→ **TRY IT**: Without changing anything, output the records below.

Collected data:

= Beginning of Section =

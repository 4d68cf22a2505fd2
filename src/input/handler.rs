use crate::app::{AppState, UiMode};
use anyhow::Result;
use crossterm::event::{KeyCode, KeyEvent, KeyModifiers};

/// Handle keyboard input events. Returns `true` when the app should quit.
pub fn handle_key(app: &mut AppState, key: KeyEvent) -> Result<bool> {
    // Any keypress clears a lingering status message
    app.status_message = None;

    // The completion modal takes over all input until resolved
    if app.timer.completion_pending() {
        return handle_completion_modal(app, key);
    }

    match app.ui_mode {
        UiMode::Normal => handle_normal_mode(app, key),
        UiMode::AddingTask | UiMode::EditingTime => handle_input_line_mode(app, key),
        UiMode::ConfirmResetStats => handle_reset_confirm_mode(app, key),
    }
}

/// Handle keys in normal mode
fn handle_normal_mode(app: &mut AppState, key: KeyEvent) -> Result<bool> {
    match key.code {
        // Navigation (with Shift modifier for reordering)
        KeyCode::Up => {
            if key.modifiers.contains(KeyModifiers::SHIFT) {
                app.move_task_up();
            } else {
                app.move_selection_up();
            }
            Ok(false)
        }
        KeyCode::Down => {
            if key.modifiers.contains(KeyModifiers::SHIFT) {
                app.move_task_down();
            } else {
                app.move_selection_down();
            }
            Ok(false)
        }

        // Start / pause the session
        KeyCode::Char(' ') => {
            if app.timer.is_running() {
                app.pause_timer();
            } else {
                app.start_timer();
            }
            Ok(false)
        }

        // Stop: reset to the configured duration
        KeyCode::Char('r') => {
            app.stop_timer();
            Ok(false)
        }

        // Adjust remaining time by a minute
        KeyCode::Char('+') | KeyCode::Char('=') => {
            app.adjust_time(60);
            Ok(false)
        }
        KeyCode::Char('-') | KeyCode::Char('_') => {
            app.adjust_time(-60);
            Ok(false)
        }

        // Set an exact MM:SS target
        KeyCode::Char('t') | KeyCode::Char('T') => {
            app.begin_time_entry();
            Ok(false)
        }

        // Add task
        KeyCode::Char('a') | KeyCode::Char('A') => {
            app.begin_add_task();
            Ok(false)
        }

        // Toggle completion of the selected task
        KeyCode::Enter => {
            app.toggle_selected_task();
            Ok(false)
        }

        // Delete the selected task
        KeyCode::Char('d') | KeyCode::Char('x') | KeyCode::Delete => {
            app.delete_selected_task();
            Ok(false)
        }

        // Reset all statistics (asks for confirmation)
        KeyCode::Char('R') => {
            app.request_reset_stats();
            Ok(false)
        }

        // Quit
        KeyCode::Char('q') | KeyCode::Char('Q') => Ok(true),

        KeyCode::Esc => Ok(false),

        _ => Ok(false),
    }
}

/// Handle keys while the session-complete modal is showing
fn handle_completion_modal(app: &mut AppState, key: KeyEvent) -> Result<bool> {
    match key.code {
        // Stop: back to the configured duration
        KeyCode::Char('s') | KeyCode::Char('S') | KeyCode::Enter => {
            app.completion_stop();
            Ok(false)
        }

        // Quick-extend options
        KeyCode::Char('1') => {
            app.completion_extend(5);
            Ok(false)
        }
        KeyCode::Char('2') => {
            app.completion_extend(10);
            Ok(false)
        }
        KeyCode::Char('3') => {
            app.completion_extend(15);
            Ok(false)
        }
        KeyCode::Char('4') => {
            app.completion_extend(20);
            Ok(false)
        }

        // Escape just closes the modal, leaving the timer at zero
        KeyCode::Esc => {
            app.dismiss_completion();
            Ok(false)
        }

        _ => Ok(false),
    }
}

/// Handle keys in the single-line input modes (new task / time entry)
fn handle_input_line_mode(app: &mut AppState, key: KeyEvent) -> Result<bool> {
    match key.code {
        KeyCode::Enter => {
            match app.ui_mode {
                UiMode::AddingTask => app.submit_new_task(),
                UiMode::EditingTime => app.submit_time_entry(),
                _ => {}
            }
            Ok(false)
        }

        KeyCode::Esc => {
            app.cancel_input();
            Ok(false)
        }

        KeyCode::Backspace => {
            app.input_buffer.pop();
            Ok(false)
        }

        KeyCode::Char(c) if !key.modifiers.contains(KeyModifiers::CONTROL) => {
            app.input_buffer.push(c);
            Ok(false)
        }

        _ => Ok(false),
    }
}

/// Handle keys while the reset-statistics confirmation is showing
fn handle_reset_confirm_mode(app: &mut AppState, key: KeyEvent) -> Result<bool> {
    match key.code {
        KeyCode::Char('y') | KeyCode::Char('Y') => {
            app.confirm_reset_stats();
            Ok(false)
        }

        // Anything else cancels
        _ => {
            app.ui_mode = UiMode::Normal;
            Ok(false)
        }
    }
}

= End of Section =

→ **ANSWER TO THE PROBLEM**:
repository 4d68cf22a2505fd2
filename src/input/handler.rs
use crate::app::{AppState, UiMode};
use anyhow::Result;
use crossterm::event::{KeyCode, KeyEvent, KeyModifiers};

/// Handle keyboard input events. Returns `true` when the app should quit.
pub fn handle_key(app: &mut AppState, key: KeyEvent) -> Result<bool> {
    // Any keypress clears a lingering status message
    app.status_message = None;

    // The completion modal takes over all input until resolved
    if app.timer.completion_pending() {
        return handle_completion_modal(app, key);
    }

    match app.ui_mode {
        UiMode::Normal => handle_normal_mode(app, key),
        UiMode::AddingTask | UiMode::EditingTime => handle_input_line_mode(app, key),
        UiMode::ConfirmResetStats => handle_reset_confirm_mode(app, key),
    }
}

/// Handle keys in normal mode
fn handle_normal_mode(app: &mut AppState, key: KeyEvent) -> Result<bool> {
    match key.code {
        // Navigation (with Shift modifier for reordering)
        KeyCode::Up => {
            if key.modifiers.contains(KeyModifiers::SHIFT) {
                app.move_task_up();
            } else {
                app.move_selection_up();
            }
            Ok(false)
        }
        KeyCode::Down => {
            if key.modifiers.contains(KeyModifiers::SHIFT) {
                app.move_task_down();
            } else {
                app.move_selection_down();
            }
            Ok(false)
        }

        // Start / pause the session
        KeyCode::Char(' ') => {
            if app.timer.is_running() {
                app.pause_timer();
            } else {
                app.start_timer();
            }
            Ok(false)
        }

        // Stop: reset to the configured duration
        KeyCode::Char('r') => {
            app.stop_timer();
            Ok(false)
        }

        // Adjust remaining time by a minute
        KeyCode::Char('+') | KeyCode::Char('=') => {
            app.adjust_time(60);
            Ok(false)
        }
        KeyCode::Char('-') | KeyCode::Char('_') => {
            app.adjust_time(-60);
            Ok(false)
        }

        // Set an exact MM:SS target
        KeyCode::Char('t') | KeyCode::Char('T') => {
            app.begin_time_entry();
            Ok(false)
        }

        // Add task
        KeyCode::Char('a') | KeyCode::Char('A') => {
            app.begin_add_task();
            Ok(false)
        }

        // Toggle completion of the selected task
        KeyCode::Enter => {
            app.toggle_selected_task();
            Ok(false)
        }

        // Delete the selected task
        KeyCode::Char('d') | KeyCode::Char('x') | KeyCode::Delete => {
            app.delete_selected_task();
            Ok(false)
        }

        // Reset all statistics (asks for confirmation)
        KeyCode::Char('R') => {
            app.request_reset_stats();
            Ok(false)
        }

        // Quit
        KeyCode::Char('q') | KeyCode::Char('Q') => Ok(true),

        KeyCode::Esc => Ok(false),

        _ => Ok(false),
    }
}

/// Handle keys while the session-complete modal is showing
fn handle_completion_modal(app: &mut AppState, key: KeyEvent) -> Result<bool> {
    match key.code {
        // Stop: back to the configured duration
        KeyCode::Char('s') | KeyCode::Char('S') | KeyCode::Enter => {
            app.completion_stop();
            Ok(false)
        }

        // Quick-extend options
        KeyCode::Char('1') => {
            app.completion_extend(5);
            Ok(false)
        }
        KeyCode::Char('2') => {
            app.completion_extend(10);
            Ok(false)
        }
        KeyCode::Char('3') => {
            app.completion_extend(15);
            Ok(false)
        }
        KeyCode::Char('4') => {
            app.completion_extend(20);
            Ok(false)
        }

        // Escape just closes the modal, leaving the timer at zero
        KeyCode::Esc => {
            app.dismiss_completion();
            Ok(false)
        }

        _ => Ok(false),
    }
}

/// Handle keys in the single-line input modes (new task / time entry)
fn handle_input_line_mode(app: &mut AppState, key: KeyEvent) -> Result<bool> {
    match key.code {
        KeyCode::Enter => {
            match app.ui_mode {
                UiMode::AddingTask => app.submit_new_task(),
                UiMode::EditingTime => app.submit_time_entry(),
                _ => {}
            }
            Ok(false)
        }

        KeyCode::Esc => {
            app.cancel_input();
            Ok(false)
        }

        KeyCode::Backspace => {
            app.input_buffer.pop();
            Ok(false)
        }

        KeyCode::Char(c) if !key.modifiers.contains(KeyModifiers::CONTROL) => {
            app.input_buffer.push(c);
            Ok(false)
        }

        _ => Ok(false),
    }
}

/// Handle keys while the reset-statistics confirmation is showing
fn handle_reset_confirm_mode(app: &mut AppState, key: KeyEvent) -> Result<bool> {
    match key.code {
        KeyCode::Char('y') | KeyCode::Char('Y') => {
            app.confirm_reset_stats();
            Ok(false)
        }

        // Anything else cancels
        _ => {
            app.ui_mode = UiMode::Normal;
            Ok(false)
        }
    }
}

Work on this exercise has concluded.